* **Exercise prompt**:
Say how many lines of the listing below hold the string "count", and say nothing else.

* **Data extract**:
use glam::DVec3;
use yaml_rust::Yaml;

use crate::errors::ConfigError;

/// The dimensionality of the hydrodynamics simulation.
#[derive(
    Debug, Clone, Copy, PartialEq, Eq, num_enum::IntoPrimitive, num_enum::TryFromPrimitive,
)]
#[repr(usize)]
pub enum Dimensionality {
    OneD = 1,
    TwoD = 2,
    ThreeD = 3,
}

impl Dimensionality {
    pub fn init(cfg: &Yaml) -> Result<Self, ConfigError> {
        let dimensionality = cfg["dimensionality"].as_i64().unwrap_or(1);
        usize::try_from(dimensionality)
            .ok()
            .and_then(|d| Self::try_from(d).ok())
            .ok_or(ConfigError::InvalidValue {
                name: "dimensionality".to_string(),
                value: cfg["dimensionality"].clone(),
            })
    }

    pub fn count(self) -> usize {
        self.into()
    }
}

/// Wrap a position back into the box `[anchor, anchor + box_size)`.
pub fn box_wrap(anchor: DVec3, box_size: DVec3, pos: &mut DVec3, dimension: usize) {
    for i in 0..dimension {
        while pos[i] < anchor[i] {
            pos[i] += box_size[i];
        }
        while pos[i] >= anchor[i] + box_size[i] {
            pos[i] -= box_size[i];
        }
    }
}

/// Mirror a position that left the box `[anchor, anchor + box_size]` back inside.
pub fn box_reflect(anchor: DVec3, box_size: DVec3, pos: &mut DVec3, dimension: usize) {
    for i in 0..dimension {
        let lower = anchor[i];
        let upper = anchor[i] + box_size[i];
        if pos[i] < lower {
            pos[i] = 2. * lower - pos[i];
        }
        if pos[i] > upper {
            pos[i] = 2. * upper - pos[i];
        }
    }
}

#[cfg(test)]
mod test {
    use float_cmp::assert_approx_eq;
    use yaml_rust::YamlLoader;

    use super::*;

    #[test]
    fn test_dimensionality() {
        let cfg = &YamlLoader::load_from_str("dimensionality: 2").unwrap()[0];
        assert_eq!(Dimensionality::init(cfg).unwrap(), Dimensionality::TwoD);
        assert_eq!(Dimensionality::TwoD.count(), 2);
        let cfg = &YamlLoader::load_from_str("dimensionality: 4").unwrap()[0];
        assert!(Dimensionality::init(cfg).is_err());
    }

    #[test]
    fn test_wrap_and_reflect() {
        let mut pos = DVec3::new(1.25, -0.5, 0.);
        box_wrap(DVec3::ZERO, DVec3::ONE, &mut pos, 2);
        assert_approx_eq!(f64, pos.x, 0.25);
        assert_approx_eq!(f64, pos.y, 0.5);

        let mut pos = DVec3::new(1.25, -0.5, 0.);
        box_reflect(DVec3::ZERO, DVec3::ONE, &mut pos, 2);
        assert_approx_eq!(f64, pos.x, 0.75);
        assert_approx_eq!(f64, pos.y, 0.5);
    }
}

* **Exercise result**:
2